Problem
The answer must consist of every record below, reproduced exactly.

Stored data entries

● ● ● ●

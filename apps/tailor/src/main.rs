#[cfg(not(target_arch = "wasm32"))]
#[tokio::main]
async fn main() -> anyhow::Result<()> {
    use anyhow::Context;
    use clap::Parser;
    use tracing::info;
    use tracing_subscriber::{layer::SubscriberExt, util::SubscriberInitExt, EnvFilter};

    use tailor::cli::{self, Args};
    use tailor::config::Config;
    use tailor::render::terminal::TerminalRenderer;
    use tailor::{Endpoints, HttpJobService, JobFormController};

    let args = Args::parse();

    // Load configuration first (fails on malformed env vars)
    let config = Config::from_env()?;

    // Initialize structured logging
    tracing_subscriber::registry()
        .with(EnvFilter::try_from_default_env().unwrap_or_else(|_| {
            EnvFilter::new(format!("{}={}", env!("CARGO_PKG_NAME"), &config.rust_log))
        }))
        .with(tracing_subscriber::fmt::layer().with_writer(std::io::stderr))
        .init();

    info!("Starting tailor v{}", env!("CARGO_PKG_VERSION"));

    let base_url = args.base_url.clone().unwrap_or_else(|| config.base_url.clone());
    let endpoints = Endpoints::parse(&base_url)
        .with_context(|| format!("Invalid backend URL '{base_url}'"))?;
    info!("Job service at {}", endpoints.base());

    let service = HttpJobService::with_timeout(endpoints.clone(), config.request_timeout)?;
    let renderer = TerminalRenderer::stdio(endpoints);
    let controller = JobFormController::new(service, renderer);

    let form = cli::load_form(&args)?;
    controller.set_mode(form.mode());
    controller.generate(form).await;

    if !args.once {
        let stdin = tokio::io::BufReader::new(tokio::io::stdin());
        cli::run_session(&controller, stdin, tokio::io::stdout()).await?;
    }

    Ok(())
}

#[cfg(target_arch = "wasm32")]
fn main() {}
//! `tracing-subscriber` writer that delivers each formatted event as one
//! line to a sink. The browser build points the sink at `web_sys::console`.

use std::io;

use tracing::{Level, Metadata};
use tracing_subscriber::fmt::MakeWriter;

#[derive(Clone)]
pub struct LineMakeWriter<F> {
    sink: F,
}

impl<F> LineMakeWriter<F>
where
    F: Fn(Level, &str) + Clone,
{
    pub fn new(sink: F) -> Self {
        Self { sink }
    }
}

/// Buffers one event; the line is emitted when the writer is dropped.
pub struct LineWriter<F: Fn(Level, &str)> {
    level: Level,
    buf: Vec<u8>,
    sink: F,
}

impl<F: Fn(Level, &str)> io::Write for LineWriter<F> {
    fn write(&mut self, buf: &[u8]) -> io::Result<usize> {
        self.buf.extend_from_slice(buf);
        Ok(buf.len())
    }

    fn flush(&mut self) -> io::Result<()> {
        Ok(())
    }
}

impl<F: Fn(Level, &str)> Drop for LineWriter<F> {
    fn drop(&mut self) {
        let line = String::from_utf8_lossy(&self.buf);
        let line = line.trim_end();
        if !line.is_empty() {
            (self.sink)(self.level, line);
        }
    }
}

impl<'a, F> MakeWriter<'a> for LineMakeWriter<F>
where
    F: Fn(Level, &str) + Clone + 'a,
{
    type Writer = LineWriter<F>;

    fn make_writer(&'a self) -> Self::Writer {
        self.writer(Level::INFO)
    }

    fn make_writer_for(&'a self, meta: &Metadata<'_>) -> Self::Writer {
        self.writer(*meta.level())
    }
}

impl<F: Fn(Level, &str) + Clone> LineMakeWriter<F> {
    fn writer(&self, level: Level) -> LineWriter<F> {
        LineWriter {
            level,
            buf: Vec::new(),
            sink: self.sink.clone(),
        }
    }
}

#[cfg(test)]
mod tests {
    use std::sync::{Arc, Mutex};

    use tracing::{error, info, warn};

    use super::*;

    fn capture(f: impl FnOnce()) -> Vec<(Level, String)> {
        let lines = Arc::new(Mutex::new(Vec::new()));
        let sink = {
            let lines = lines.clone();
            move |level: Level, line: &str| lines.lock().unwrap().push((level, line.to_string()))
        };
        let subscriber = tracing_subscriber::fmt()
            .with_writer(LineMakeWriter::new(sink))
            .with_ansi(false)
            .without_time()
            .with_max_level(Level::DEBUG)
            .finish();
        tracing::subscriber::with_default(subscriber, f);
        let lines = lines.lock().unwrap().clone();
        lines
    }

    #[test]
    fn test_each_event_becomes_one_line_at_its_level() {
        let lines = capture(|| {
            error!("Unexpected error during generate: boom");
            warn!("Job service returned 500");
            info!("Submitting job");
        });

        assert_eq!(lines.len(), 3);
        assert_eq!(lines[0].0, Level::ERROR);
        assert!(lines[0].1.contains("Unexpected error during generate: boom"));
        assert!(!lines[0].1.ends_with('\n'));
        assert_eq!(lines[1].0, Level::WARN);
        assert_eq!(lines[2].0, Level::INFO);
    }

    #[test]
    fn test_filtered_events_are_not_delivered() {
        let lines = capture(|| tracing::trace!("too chatty"));
        assert!(lines.is_empty());
    }
}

● ● ● ●

Answer box
filename apps/tailor/src/main.rs
#[cfg(not(target_arch = "wasm32"))]
#[tokio::main]
async fn main() -> anyhow::Result<()> {
    use anyhow::Context;
    use clap::Parser;
    use tracing::info;
    use tracing_subscriber::{layer::SubscriberExt, util::SubscriberInitExt, EnvFilter};

    use tailor::cli::{self, Args};
    use tailor::config::Config;
    use tailor::render::terminal::TerminalRenderer;
    use tailor::{Endpoints, HttpJobService, JobFormController};

    let args = Args::parse();

    // Load configuration first (fails on malformed env vars)
    let config = Config::from_env()?;

    // Initialize structured logging
    tracing_subscriber::registry()
        .with(EnvFilter::try_from_default_env().unwrap_or_else(|_| {
            EnvFilter::new(format!("{}={}", env!("CARGO_PKG_NAME"), &config.rust_log))
        }))
        .with(tracing_subscriber::fmt::layer().with_writer(std::io::stderr))
        .init();

    info!("Starting tailor v{}", env!("CARGO_PKG_VERSION"));

    let base_url = args.base_url.clone().unwrap_or_else(|| config.base_url.clone());
    let endpoints = Endpoints::parse(&base_url)
        .with_context(|| format!("Invalid backend URL '{base_url}'"))?;
    info!("Job service at {}", endpoints.base());

    let service = HttpJobService::with_timeout(endpoints.clone(), config.request_timeout)?;
    let renderer = TerminalRenderer::stdio(endpoints);
    let controller = JobFormController::new(service, renderer);

    let form = cli::load_form(&args)?;
    controller.set_mode(form.mode());
    controller.generate(form).await;

    if !args.once {
        let stdin = tokio::io::BufReader::new(tokio::io::stdin());
        cli::run_session(&controller, stdin, tokio::io::stdout()).await?;
    }

    Ok(())
}

#[cfg(target_arch = "wasm32")]
fn main() {}
//! `tracing-subscriber` writer that delivers each formatted event as one
//! line to a sink. The browser build points the sink at `web_sys::console`.

use std::io;

use tracing::{Level, Metadata};
use tracing_subscriber::fmt::MakeWriter;

#[derive(Clone)]
pub struct LineMakeWriter<F> {
    sink: F,
}

impl<F> LineMakeWriter<F>
where
    F: Fn(Level, &str) + Clone,
{
    pub fn new(sink: F) -> Self {
        Self { sink }
    }
}

/// Buffers one event; the line is emitted when the writer is dropped.
pub struct LineWriter<F: Fn(Level, &str)> {
    level: Level,
    buf: Vec<u8>,
    sink: F,
}

impl<F: Fn(Level, &str)> io::Write for LineWriter<F> {
    fn write(&mut self, buf: &[u8]) -> io::Result<usize> {
        self.buf.extend_from_slice(buf);
        Ok(buf.len())
    }

    fn flush(&mut self) -> io::Result<()> {
        Ok(())
    }
}

impl<F: Fn(Level, &str)> Drop for LineWriter<F> {
    fn drop(&mut self) {
        let line = String::from_utf8_lossy(&self.buf);
        let line = line.trim_end();
        if !line.is_empty() {
            (self.sink)(self.level, line);
        }
    }
}

impl<'a, F> MakeWriter<'a> for LineMakeWriter<F>
where
    F: Fn(Level, &str) + Clone + 'a,
{
    type Writer = LineWriter<F>;

    fn make_writer(&'a self) -> Self::Writer {
        self.writer(Level::INFO)
    }

    fn make_writer_for(&'a self, meta: &Metadata<'_>) -> Self::Writer {
        self.writer(*meta.level())
    }
}

impl<F: Fn(Level, &str) + Clone> LineMakeWriter<F> {
    fn writer(&self, level: Level) -> LineWriter<F> {
        LineWriter {
            level,
            buf: Vec::new(),
            sink: self.sink.clone(),
        }
    }
}

#[cfg(test)]
mod tests {
    use std::sync::{Arc, Mutex};

    use tracing::{error, info, warn};

    use super::*;

    fn capture(f: impl FnOnce()) -> Vec<(Level, String)> {
        let lines = Arc::new(Mutex::new(Vec::new()));
        let sink = {
            let lines = lines.clone();
            move |level: Level, line: &str| lines.lock().unwrap().push((level, line.to_string()))
        };
        let subscriber = tracing_subscriber::fmt()
            .with_writer(LineMakeWriter::new(sink))
            .with_ansi(false)
            .without_time()
            .with_max_level(Level::DEBUG)
            .finish();
        tracing::subscriber::with_default(subscriber, f);
        let lines = lines.lock().unwrap().clone();
        lines
    }

    #[test]
    fn test_each_event_becomes_one_line_at_its_level() {
        let lines = capture(|| {
            error!("Unexpected error during generate: boom");
            warn!("Job service returned 500");
            info!("Submitting job");
        });

        assert_eq!(lines.len(), 3);
        assert_eq!(lines[0].0, Level::ERROR);
        assert!(lines[0].1.contains("Unexpected error during generate: boom"));
        assert!(!lines[0].1.ends_with('\n'));
        assert_eq!(lines[1].0, Level::WARN);
        assert_eq!(lines[2].0, Level::INFO);
    }

    #[test]
    fn test_filtered_events_are_not_delivered() {
        let lines = capture(|| tracing::trace!("too chatty"));
        assert!(lines.is_empty());
    }
}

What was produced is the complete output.